Subu is an Osaka-based pornographer-pimp-orgy-booker-aphrodisiac-peddler. He shoots fuck flicks. He arranges private screenings. He writes and self-publishes dirty books. Subu has busted his ass cultivating a clientele of middle-aged businessmen looking to purchase boner pills of dubious provenance. Subu has a relationship with a madam who provides him with sex workers who can play the ever in-demand role of Eternal Virgin for married men in need of escape from their wives. He arranges orgies and group gropes. Subu might be a sleazebag in our oh-so-pristine eyes, but he's never short of clients. He'd tell you that he fills a vital social need by providing relief to sexually repressed patriarchs. Subu's grind is relentless even as he's hassled by gangsters and cops. For all the shit he has to put up with you'd think he would just get a regular job. Fragmentary flashbacks suggest he was sexually abused as a child, which may account for his outlaw tendencies. 

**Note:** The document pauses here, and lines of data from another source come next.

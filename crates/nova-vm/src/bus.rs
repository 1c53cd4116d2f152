//! The NovaVM bus: memory and peripheral routing.
//!
//! The bus owns 64 KiB of linear RAM and every peripheral. Reads and
//! writes probe the peripherals in a fixed order and stop at the first
//! claim; unclaimed addresses fall through to RAM. The ROM body at
//! $C000-$FFF9 silently drops writes, while the six hardware-vector bytes
//! at $FFFA-$FFFF stay writable. ROM protection is checked only after
//! every peripheral has declined the address, so the SID ranges inside
//! the ROM window keep working.
//!
//! `advance_cycles` drives everything that runs beside the CPU: DMA, then
//! blitter, then the timer, then the frame accumulator (which ticks the
//! VGC and the music engine and latches raster IRQs), then the SID
//! clocks. The accumulator is remainder-preserving, so logical frames
//! stay exact for any cpu-rate/frame-rate pair.

use nova_core::{Bus, ClockConfig};
use nova_sid::NovaSid;

use crate::blitter::Blitter;
use crate::config::{ROM_SIZE, VmConfig};
use crate::dma::Dma;
use crate::fio::{DirStore, Fio};
use crate::hooks::{HostHooks, NullHooks};
use crate::music::MusicEngine;
use crate::nic::Nic;
use crate::spaces::{MemSpace, SpaceView};
use crate::timer::Timer;
use crate::vgc::Vgc;
use crate::xmc::Xmc;

/// ROM body start.
pub const ROM_BASE: u16 = 0xC000;
/// First hardware-vector byte; vectors stay writable.
pub const VECTORS_BASE: u16 = 0xFFFA;

/// Vector table of peripheral base addresses, seeded at $0200.
const VECTOR_TABLE_BASE: usize = 0x0200;
const PERIPHERAL_BASES: [u16; 14] = [
    0xA000, // VGC registers
    0xA040, // sprite register block
    0xA100, // NIC
    0xAA00, // character RAM
    0xB1D0, // colour RAM
    0xB9A0, // file I/O
    0xBA00, // XMC
    0xBA40, // timer
    0xBA50, // music status
    0xBA60, // DMA
    0xBA80, // blitter
    0xBC00, // XMC windows
    0xD400, // SID1
    0xD420, // SID2
];

/// The NovaVM bus.
pub struct NovaBus {
    ram: Vec<u8>,
    pub vgc: Vgc,
    pub sid1: NovaSid,
    pub sid2: NovaSid,
    pub music: MusicEngine,
    pub xmc: Xmc,
    pub timer: Timer,
    pub nic: Nic,
    pub dma: Dma,
    pub blitter: Blitter,
    pub fio: Fio,
    hooks: Box<dyn HostHooks>,

    clock: ClockConfig,
    /// Frame accumulator: cycles x frame rate, carrying the remainder.
    frame_acc: u64,
    total_frames: u64,
    raster_latch: bool,
}

impl NovaBus {
    #[must_use]
    pub fn new(config: &VmConfig) -> Self {
        let mut ram = vec![0u8; 0x10000];

        // ROM image lands at $C000, zero-padded to the window
        let len = config.rom.len().min(ROM_SIZE);
        ram[ROM_BASE as usize..ROM_BASE as usize + len].copy_from_slice(&config.rom[..len]);

        // Seed the vector table with peripheral bases
        for (i, base) in PERIPHERAL_BASES.iter().enumerate() {
            ram[VECTOR_TABLE_BASE + i * 2] = *base as u8;
            ram[VECTOR_TABLE_BASE + i * 2 + 1] = (*base >> 8) as u8;
        }

        let cpu_hz = config.clock.cpu_hz as u32;
        Self {
            ram,
            vgc: Vgc::new(),
            sid1: NovaSid::new(cpu_hz, config.sample_rate),
            sid2: NovaSid::new(cpu_hz, config.sample_rate),
            music: MusicEngine::new(cpu_hz),
            xmc: Xmc::new(config.xram_kb),
            timer: Timer::new(),
            nic: Nic::new(),
            dma: Dma::new(),
            blitter: Blitter::new(),
            fio: Fio::new(Box::new(DirStore::new(config.files_root.clone()))),
            hooks: Box::new(NullHooks),
            clock: config.clock,
            frame_acc: 0,
            total_frames: 0,
            raster_latch: false,
        }
    }

    /// Register the host event sink.
    pub fn set_hooks(&mut self, hooks: Box<dyn HostHooks>) {
        self.hooks = hooks;
    }

    #[must_use]
    pub fn clock(&self) -> ClockConfig {
        self.clock
    }

    /// Advance every cycle-driven peripheral by `cycles`.
    pub fn advance_cycles(&mut self, cycles: u64) {
        // DMA then blitter, fixed order
        let (dma_done, blt_done);
        {
            let Self {
                ram,
                vgc,
                xmc,
                dma,
                blitter,
                ..
            } = self;
            let mut view = SpaceView {
                ram: ram.as_mut_slice(),
                vgc,
                xmc,
            };
            dma_done = dma.advance_cycles(cycles, &mut view);
            blt_done = blitter.advance_cycles(cycles, &mut view);
        }
        if dma_done && self.dma.dst_space() == MemSpace::Xram {
            self.xmc.refresh_stats();
        }
        if blt_done && self.blitter.dst_space() == MemSpace::Xram {
            self.xmc.refresh_stats();
        }

        self.timer.advance_cycles(cycles);

        // Frame accumulator, remainder-preserving
        self.frame_acc += cycles * self.clock.frame_rate_hz;
        while self.frame_acc >= self.clock.cpu_hz {
            self.frame_acc -= self.clock.cpu_hz;
            self.total_frames += 1;
            self.vgc.tick_frame();
            self.music.tick(&mut self.sid1, &mut self.sid2);
            if self.vgc.raster_irq_enabled() {
                self.raster_latch = true;
            }
        }

        self.sid1.clock(cycles);
        self.sid2.clock(cycles);
    }

    /// Test-and-clear the raster IRQ latch.
    pub fn consume_raster_irq(&mut self) -> bool {
        let latched = self.raster_latch;
        self.raster_latch = false;
        latched
    }

    /// Level-style IRQ lines (timer, NIC); the raster latch is consumed
    /// separately.
    #[must_use]
    pub fn irq_line(&self) -> bool {
        self.timer.irq_pending() || self.nic.irq_pending()
    }

    /// Completed logical frames.
    #[must_use]
    pub fn total_frames(&self) -> u64 {
        self.total_frames
    }

    /// Global soft reset, triggered by the VGC `SysReset` command:
    /// music stops, all SID voices gate off, every NIC slot resets.
    /// RAM and peripheral registers otherwise keep their state.
    fn soft_reset(&mut self) {
        self.music.stop();
        self.sid1.gate_all_off();
        self.sid2.gate_all_off();
        self.nic.reset_all();
    }

    /// A running program asked the host for help.
    pub fn request_help(&mut self) {
        self.hooks.help_requested();
    }

    /// Replace the ROM image at runtime. The caller re-boots the CPU so
    /// the new reset vector takes effect.
    pub fn swap_rom(&mut self, rom: &[u8]) {
        let base = ROM_BASE as usize;
        self.ram[base..].fill(0);
        let len = rom.len().min(ROM_SIZE);
        self.ram[base..base + len].copy_from_slice(&rom[..len]);
        self.hooks.rom_swapped();
    }

    /// Non-mutating RAM inspection (debugger, tests).
    #[must_use]
    pub fn peek_ram(&self, addr: u16) -> u8 {
        self.ram[addr as usize]
    }

    /// Copy a program body into RAM, below the ROM window.
    pub fn load_ram(&mut self, addr: u16, bytes: &[u8]) -> bool {
        let start = addr as usize;
        if start + bytes.len() > ROM_BASE as usize {
            return false;
        }
        self.ram[start..start + bytes.len()].copy_from_slice(bytes);
        true
    }

    /// Stop background workers (machine teardown).
    pub fn shutdown(&mut self) {
        self.nic.shutdown();
    }
}

impl Bus for NovaBus {
    fn read(&mut self, addr: u16) -> u8 {
        if MusicEngine::owns(addr) {
            return self.music.read(addr);
        }
        if Timer::owns(addr) {
            return self.timer.read(addr);
        }
        if Nic::owns(addr) {
            return self.nic.read(addr);
        }
        if Dma::owns(addr) {
            return self.dma.read(addr);
        }
        if Blitter::owns(addr) {
            return self.blitter.read(addr);
        }
        if self.xmc.owns(addr) {
            return self.xmc.read(addr);
        }
        if Fio::owns(addr) {
            return self.fio.read(addr);
        }
        if Vgc::owns(addr) {
            return self.vgc.read(addr);
        }
        if (0xD400..=0xD41C).contains(&addr) {
            return self.sid1.read((addr - 0xD400) as u8);
        }
        if (0xD420..=0xD43C).contains(&addr) {
            return self.sid2.read((addr - 0xD420) as u8);
        }
        if (0xD500..=0xD51C).contains(&addr) {
            // Mirror routed to SID2
            return self.sid2.read((addr - 0xD500) as u8);
        }
        self.ram[addr as usize]
    }

    fn write(&mut self, addr: u16, value: u8) {
        if MusicEngine::owns(addr) {
            // Status and note mirrors are read-only
            return;
        }
        if Timer::owns(addr) {
            self.timer.write(addr, value);
            return;
        }
        if Nic::owns(addr) {
            let Self { nic, ram, .. } = self;
            nic.write(addr, value, ram);
            return;
        }
        if Dma::owns(addr) {
            if addr == crate::dma::DMA_BASE {
                let Self {
                    ram, vgc, xmc, dma, ..
                } = self;
                let view = SpaceView {
                    ram: ram.as_mut_slice(),
                    vgc,
                    xmc,
                };
                dma.write_cmd(value, &view);
            } else {
                self.dma.write(addr, value);
            }
            return;
        }
        if Blitter::owns(addr) {
            if addr == crate::blitter::BLT_BASE {
                let Self {
                    ram,
                    vgc,
                    xmc,
                    blitter,
                    ..
                } = self;
                let view = SpaceView {
                    ram: ram.as_mut_slice(),
                    vgc,
                    xmc,
                };
                blitter.write_cmd(value, &view);
            } else {
                self.blitter.write(addr, value);
            }
            return;
        }
        if self.xmc.owns(addr) {
            if addr == crate::xmc::XMC_BASE {
                let Self { ram, xmc, .. } = self;
                xmc.write_cmd(value, ram);
            } else {
                self.xmc.write(addr, value);
            }
            return;
        }
        if Fio::owns(addr) {
            if addr == crate::fio::FIO_BASE {
                {
                    let Self {
                        ram, vgc, xmc, fio, ..
                    } = self;
                    let mut view = SpaceView {
                        ram: ram.as_mut_slice(),
                        vgc,
                        xmc,
                    };
                    fio.write_cmd(value, &mut view);
                }
                if let Some(name) = self.fio.take_saved_name() {
                    self.hooks.program_saved(&name);
                }
            } else {
                self.fio.write(addr, value);
            }
            return;
        }
        if Vgc::owns(addr) {
            if addr == 0xA010 {
                let Self { ram, vgc, .. } = self;
                vgc.execute_with_ram(value, ram);
            } else {
                self.vgc.write(addr, value);
            }
            // SysReset takes effect after the VGC write completes; no
            // further peripherals are probed for this write.
            if self.vgc.take_reset_request() {
                self.soft_reset();
            }
            return;
        }
        if (0xD400..=0xD41C).contains(&addr) {
            self.sid1.write((addr - 0xD400) as u8, value);
            return;
        }
        if (0xD420..=0xD43C).contains(&addr) {
            self.sid2.write((addr - 0xD420) as u8, value);
            return;
        }
        if (0xD500..=0xD51C).contains(&addr) {
            self.sid2.write((addr - 0xD500) as u8, value);
            return;
        }
        // ROM body drops writes; hardware vectors stay writable
        if (ROM_BASE..VECTORS_BASE).contains(&addr) {
            return;
        }
        self.ram[addr as usize] = value;
    }
}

To be clear, The Pornographers is a rigorously un-sexy film. It is about the manufacture of certain kinds of fantasies, but we never see finished products. Pleasure is fleeting, if not just out of reach. Subu is devoted to his various smutty gigs, yet also a moralizing hypocrite when convenient. What we see of the making of porn is procedural almost to the point of tedium, relieved only by the grotesque follies of seeing amateurs blunder through gauntlets of cringe. Subu's on-camera talent is recruited in an entirely ad hoc fashion, usually based on sizes of genitalia, willingness to disrobe, willingness to work cheap etc. Subu has a couple of other guys who function as his crew and post-production staff, and that's about it. Subu's market is pretty much exclusively male and heterosexual. The kinkiest his movies get is a spit roast involving two guys and a girl, and one of the guys is an American. The fact that all of this is conveyed obliquely is a testament both to the cleverness of the direction and the stupefying banality of so much pornographic material. Even one of Subu's fellow pornographers professes his exclusive interest in masturbation which, especially in this context, suggests a triumph of imagination and self-sufficiency. By contrast, Subu's past trauma has, perhaps, made him ill-at-ease inside his own mind. 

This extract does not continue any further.